Start of Provided data

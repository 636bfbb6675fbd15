use std::sync::Arc;

use axum::{
    Json,
    extract::{Path, Query, State},
    http::StatusCode,
    response::IntoResponse,
};
use chrono::{Duration, Utc};
use serde_json::json;

use crate::auth::{RequireAdmin, TokenGenerator};
use crate::error::Error;
use crate::server::AppState;
use crate::server::dto::{
    CreateTokenResponse, CreateUserTokenRequest, DeleteUserResponse, PaginationParams,
    ProvisionUserRequest,
};
use crate::server::response::{
    ApiError, ApiResponse, DEFAULT_PAGE_SIZE, PaginatedResponse, StoreOptionExt, StoreResultExt,
    paginate,
};
use crate::server::validation::validate_email;
use crate::store::Store;
use crate::types::{AuditEntry, OAuthIdentity, OAuthProvider, User};

fn load_user(store: &dyn Store, id: &str) -> Result<User, ApiError> {
    store
        .get_user(id)
        .api_err("Failed to get user")?
        .or_not_found("User not found")
}

pub async fn provision_user(
    _admin: RequireAdmin,
    State(state): State<Arc<AppState>>,
    Json(req): Json<ProvisionUserRequest>,
) -> impl IntoResponse {
    let email = req.email.trim().to_lowercase();
    validate_email(&email)?;

    let provider = match req.provider.as_deref() {
        Some(name) => OAuthProvider::parse(name)
            .ok_or_else(|| ApiError::bad_request(format!("Unknown provider: {name}")))?,
        None => OAuthProvider::Google,
    };

    let identity = OAuthIdentity {
        provider,
        provider_user_id: req.provider_user_id.unwrap_or_else(|| email.clone()),
        email,
        display_name: req.display_name,
        avatar_url: None,
    };
    let mut user = User::from_identity(&identity, Utc::now());
    user.last_login_at = None;

    let provisioned = match state.store.provision_user(&user) {
        Ok(provisioned) => provisioned,
        Err(Error::AlreadyExists) => return Err(ApiError::conflict("User already exists")),
        Err(e) => return Err(ApiError::from_store(e, "Failed to provision user")),
    };

    let entry = AuditEntry::new("user.provisioned")
        .by_user(&provisioned.user.id)
        .in_workspace(&provisioned.workspace.id)
        .resource("user", &provisioned.user.id)
        .details(json!({ "source": "admin" }));
    if let Err(e) = state.store.insert_audit_entry(&entry) {
        tracing::warn!("Failed to write audit entry for user.provisioned: {e}");
    }

    Ok((StatusCode::CREATED, Json(ApiResponse::success(provisioned))))
}

pub async fn list_users(
    _admin: RequireAdmin,
    State(state): State<Arc<AppState>>,
    Query(params): Query<PaginationParams>,
) -> impl IntoResponse {
    let cursor = params.cursor.as_deref().unwrap_or("");

    let users = state
        .store
        .list_users(cursor, DEFAULT_PAGE_SIZE + 1)
        .api_err("Failed to list users")?;

    let (users, next_cursor, has_more) =
        paginate(users, DEFAULT_PAGE_SIZE as usize, |u| u.id.clone());

    Ok::<_, ApiError>(Json(PaginatedResponse::new(users, next_cursor, has_more)))
}

pub async fn get_user(
    _admin: RequireAdmin,
    State(state): State<Arc<AppState>>,
    Path(id): Path<String>,
) -> impl IntoResponse {
    let user = load_user(state.store.as_ref(), &id)?;

    Ok::<_, ApiError>(Json(ApiResponse::success(user)))
}

/// Deletes the user and every workspace they own, including the files.
pub async fn delete_user(
    _admin: RequireAdmin,
    State(state): State<Arc<AppState>>,
    Path(id): Path<String>,
) -> impl IntoResponse {
    let store = state.store.as_ref();
    let user = load_user(store, &id)?;

    let owned: Vec<String> = store
        .list_owned_workspaces(&user.id)
        .api_err("Failed to list owned workspaces")?
        .into_iter()
        .map(|w| w.id)
        .collect();

    store
        .delete_user(&user.id)
        .api_err("Failed to delete user")?;

    // Leftover trees are swept by the purge job
    for workspace_id in &owned {
        if let Err(e) = state.storage.delete_workspace(workspace_id).await {
            tracing::warn!(workspace_id = %workspace_id, "Failed to delete workspace files: {e}");
        }
    }

    let entry = AuditEntry::new("user.deleted")
        .resource("user", &user.id)
        .details(json!({ "email": user.primary_email, "workspaces": owned }));
    if let Err(e) = store.insert_audit_entry(&entry) {
        tracing::warn!("Failed to write audit entry for user.deleted: {e}");
    }

    tracing::info!(user_id = %user.id, "Deleted user and {} workspaces", owned.len());

    Ok::<_, ApiError>(Json(ApiResponse::success(DeleteUserResponse {
        user_id: user.id,
        deleted_workspaces: owned,
    })))
}

pub async fn list_user_tokens(
    _admin: RequireAdmin,
    State(state): State<Arc<AppState>>,
    Path(id): Path<String>,
) -> impl IntoResponse {
    let user = load_user(state.store.as_ref(), &id)?;

    let tokens = state
        .store
        .list_user_tokens(&user.id)
        .api_err("Failed to list user tokens")?;

    Ok::<_, ApiError>(Json(ApiResponse::success(tokens)))
}

pub async fn create_user_token(
    _admin: RequireAdmin,
    State(state): State<Arc<AppState>>,
    Path(id): Path<String>,
    Json(req): Json<CreateUserTokenRequest>,
) -> impl IntoResponse {
    let user = load_user(state.store.as_ref(), &id)?;

    if let Some(seconds) = req.expires_in_seconds {
        if seconds < 0 {
            return Err(ApiError::bad_request(
                "expires_in_seconds cannot be negative",
            ));
        }
    }

    let expires_at = req
        .expires_in_seconds
        .map(|s| Utc::now() + Duration::seconds(s));

    let (raw_token, token) = TokenGenerator::new()
        .issue(state.store.as_ref(), false, Some(&user.id), expires_at)
        .api_err("Failed to create token")?;

    Ok((
        StatusCode::CREATED,
        Json(ApiResponse::success(CreateTokenResponse {
            token: raw_token,
            metadata: token,
        })),
    ))
}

End of Provided data

Problem to solve ▸
Go through the entries above and copy every line containing "tracing".

Output for this exercise ▸
        tracing::warn!("Failed to write audit entry for user.provisioned: {e}");
            tracing::warn!(workspace_id = %workspace_id, "Failed to delete workspace files: {e}");
        tracing::warn!("Failed to write audit entry for user.deleted: {e}");
    tracing::info!(user_id = %user.id, "Deleted user and {} workspaces", owned.len());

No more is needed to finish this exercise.